>>>>

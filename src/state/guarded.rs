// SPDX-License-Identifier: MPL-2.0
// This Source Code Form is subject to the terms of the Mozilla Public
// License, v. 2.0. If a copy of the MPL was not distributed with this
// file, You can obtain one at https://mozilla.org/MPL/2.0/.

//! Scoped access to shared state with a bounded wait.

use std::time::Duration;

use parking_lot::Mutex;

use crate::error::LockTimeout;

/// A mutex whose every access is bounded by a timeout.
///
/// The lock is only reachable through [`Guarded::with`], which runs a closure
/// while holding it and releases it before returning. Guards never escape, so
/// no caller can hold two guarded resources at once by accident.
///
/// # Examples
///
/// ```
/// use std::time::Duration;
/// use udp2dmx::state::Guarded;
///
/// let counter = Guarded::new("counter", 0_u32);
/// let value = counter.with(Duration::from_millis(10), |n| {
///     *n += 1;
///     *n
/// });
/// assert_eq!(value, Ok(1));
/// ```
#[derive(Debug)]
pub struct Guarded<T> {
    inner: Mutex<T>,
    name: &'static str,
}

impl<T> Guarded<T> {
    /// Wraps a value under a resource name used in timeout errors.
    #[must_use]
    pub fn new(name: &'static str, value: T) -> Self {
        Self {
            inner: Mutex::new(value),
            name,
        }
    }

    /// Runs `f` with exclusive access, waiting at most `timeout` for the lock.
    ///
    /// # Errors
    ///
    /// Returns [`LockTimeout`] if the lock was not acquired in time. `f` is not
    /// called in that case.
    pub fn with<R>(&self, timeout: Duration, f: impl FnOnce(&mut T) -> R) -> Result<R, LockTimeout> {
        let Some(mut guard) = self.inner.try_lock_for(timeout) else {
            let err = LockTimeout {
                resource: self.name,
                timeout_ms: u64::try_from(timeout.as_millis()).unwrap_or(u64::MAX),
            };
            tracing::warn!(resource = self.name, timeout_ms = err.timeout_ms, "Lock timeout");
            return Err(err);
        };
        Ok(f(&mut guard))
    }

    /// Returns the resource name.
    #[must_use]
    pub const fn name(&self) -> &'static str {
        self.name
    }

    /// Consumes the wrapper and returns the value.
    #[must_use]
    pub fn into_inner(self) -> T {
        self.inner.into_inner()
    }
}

<<<<

In the entries, find every line holding "LockTimeout" and copy it.

• **EXERCISE RESPONSE**
use crate::error::LockTimeout;
    /// Returns [`LockTimeout`] if the lock was not acquired in time. `f` is not
    pub fn with<R>(&self, timeout: Duration, f: impl FnOnce(&mut T) -> R) -> Result<R, LockTimeout> {
            let err = LockTimeout {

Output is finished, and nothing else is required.